Pour faire bonne mesure, cette femme, objet d’une scène peinte, qui se trouve embrassée par un comparse non visible (hors-cadre) fait système avec le carnet de croquis (dont nous ne saurons rien) tenu en main par l’artiste. Pour l’un et l’autre de ces motifs (la femme, la main) un micro-objet est là qui vient ponctuer la composition : l’oeil du diadème, couronnant ce qui ne serait être qu’une déité, ainsi que le chaton de la bague de l’artiste, brillant où viennent se concentrer et se décomposer les couleurs du prisme. Contre-points.
Est-ce à dire qu’il faille parler de ce tableau comme d’une « juridiction picturale » en tous points contrôlée ? On reviendra, à ce sujet, sur le personnage énigmatique du deuxième plan. Le regard appuyé que porte cette femme à son vis-à-vis, étrangement évincé, et qui se trouve redoublé par l’oeil fixé sur le diadème que nous avons dit, ne serait-ce pas celui de la Gorgone dont le pouvoir de pétrification, comparable à celui des peintres, gèle à jamais les apparences ? Quant à celui qui embrasse cette Méduse (« heureusement » peinte de profil) et qui se voit placé sous sa terrible domination ne serait-ce pas Nicolas en personne, tâchant précisément de se soustraire à son emprise ? Absence, peut-être même évitement, en fonction desquels on dira, alors, ce que cet autoportrait signifie de risque encouru et assumé. « Un cartésien, dit Merleau-Ponty2 ne se voit pas dans le miroir : il voit un mannequin, un dehors » en quelque manière désincarné. « Son image dans le miroir, poursuit-il, est un effet de la mécanique des choses ». Or, contrairement à toute attente, Poussin, qui a pris sur lui-même, arrive -se regardant- à se voir voyant, à « se reconnaître dans ce qu’il voit de l’autre côté de sa puissance voyante » ; en bref, à habiter ce double « sec » que lui retourne l’optique.
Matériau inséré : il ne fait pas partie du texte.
//! Header conventions that locate the net block.
//!
//! Two conventions have been observed in board images. Both read a `u32` from
//! the fixed header field at byte 0x28 (40):
//!
//! - [`HeaderLayout::RelativeBase`]: the field is relative to base 0x20.
//! - [`HeaderLayout::FieldSkip`]: the field is an absolute offset and the
//!   block size field sits 32 bytes further on.
//!
//! For every header both arithmetic forms land on the same offset. They are
//! still kept apart so a configuration can pin one of them and so reports say
//! which convention was validated against the buffer.

use serde::Deserialize;

use crate::cursor::read_u32_le;
use crate::diagnostic::{Diagnostic, DiagnosticKind};

/// Offset of the header field that points at the net block.
pub const NET_BLOCK_FIELD: usize = 0x28;

/// Smallest image the original editor would attempt to decode.
pub const DEFAULT_MIN_HEADER_SIZE: usize = 0x44;

const RELATIVE_BASE: usize = 0x20;
const FIELD_SKIP: usize = 32;

/// A header convention.
#[derive(Debug, Clone, Copy, PartialEq, Eq, Hash)]
pub enum HeaderLayout {
    /// `startOffset = 0x20 + u32le[0x28]`
    RelativeBase,
    /// `startOffset = u32le[40] + 32`
    FieldSkip,
}

impl HeaderLayout {
    pub fn name(self) -> &'static str {
        match self {
            HeaderLayout::RelativeBase => "relative-base",
            HeaderLayout::FieldSkip => "field-skip",
        }
    }

    /// Absolute offset of the net block's 4-byte size field under this convention.
    ///
    /// `None` only on arithmetic overflow; bounds are checked by the caller.
    pub fn start_offset(self, buf: &[u8]) -> Option<usize> {
        let field = usize::try_from(read_u32_le(buf, NET_BLOCK_FIELD)).ok()?;
        match self {
            HeaderLayout::RelativeBase => RELATIVE_BASE.checked_add(field),
            HeaderLayout::FieldSkip => field.checked_add(FIELD_SKIP),
        }
    }
}

/// Which conventions to try, as configured.
#[derive(Debug, Clone, Copy, PartialEq, Eq, Default, Deserialize)]
#[serde(rename_all = "kebab-case")]
pub enum LayoutChoice {
    /// Try every known convention, first valid one wins.
    #[default]
    Auto,
    RelativeBase,
    FieldSkip,
}

impl LayoutChoice {
    pub fn candidates(self) -> &'static [HeaderLayout] {
        match self {
            LayoutChoice::Auto => &[HeaderLayout::RelativeBase, HeaderLayout::FieldSkip],
            LayoutChoice::RelativeBase => &[HeaderLayout::RelativeBase],
            LayoutChoice::FieldSkip => &[HeaderLayout::FieldSkip],
        }
    }
}

/// Outcome of header resolution.
#[derive(Debug, Clone, Copy, PartialEq, Eq)]
pub struct ResolvedLayout {
    pub layout: HeaderLayout,
    /// Absolute offset of the block size field.
    pub start_offset: usize,
    /// Declared size of the entry data following the size field.
    pub total_size: u32,
    /// Whether `start_offset + 4 + total_size` fits inside the buffer.
    pub size_in_bounds: bool,
}

/// Pick the first candidate whose start offset and declared size are in bounds.
///
/// A candidate whose start is in bounds but whose size overruns the buffer is
/// used only when no candidate validates completely.
pub fn resolve_layout(
    buf: &[u8],
    choice: LayoutChoice,
    min_header_size: usize,
) -> Result<ResolvedLayout, Diagnostic> {
    if buf.len() < min_header_size {
        return Err(Diagnostic::warn(
            DiagnosticKind::MalformedHeader,
            None,
            format!(
                "file too small: {} bytes, header needs at least {min_header_size}",
                buf.len()
            ),
        ));
    }

    let mut fallback = None;
    for &layout in choice.candidates() {
        let Some(start) = layout.start_offset(buf) else {
            continue;
        };
        // The size field and at least one byte of entry data must be present.
        if !start.checked_add(4).is_some_and(|end| end < buf.len()) {
            tracing::debug!(layout = layout.name(), start, "net block start out of bounds");
            continue;
        }

        let total_size = read_u32_le(buf, start);
        let size_in_bounds = (start + 4)
            .checked_add(total_size as usize)
            .is_some_and(|end| end <= buf.len());
        let resolved = ResolvedLayout {
            layout,
            start_offset: start,
            total_size,
            size_in_bounds,
        };
        tracing::debug!(
            layout = layout.name(),
            start = format_args!("{start:#x}"),
            total_size,
            size_in_bounds,
            "header candidate"
        );

        if size_in_bounds {
            return Ok(resolved);
        }
        fallback.get_or_insert(resolved);
    }

    fallback.ok_or_else(|| {
        let field = read_u32_le(buf, NET_BLOCK_FIELD);
        Diagnostic::warn(
            DiagnosticKind::MalformedHeader,
            Some(NET_BLOCK_FIELD),
            format!(
                "net block start (field {field:#x}) exceeds file size {}",
                buf.len()
            ),
        )
    })
}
Pascal3 qui déclarait : « quelle vanité que la peinture qui attire l’admiration par la ressemblance de choses dont on n’admire point les originaux » serait donc, ici, pris en défaut. Avec cet autoportrait, le peintre, n’a certes pas travaillé à s’aveugler lui-même.
1 Dominique Chateau, La philosophie de l’art comme synthèse critique, Thèse d’état.
2 Maurice Merleau-Ponty, L’oeil et l’esprit, Gallimard, 1964, p.18 et 38.
3 Pensées, 116 (classement de l’édition Chevalier).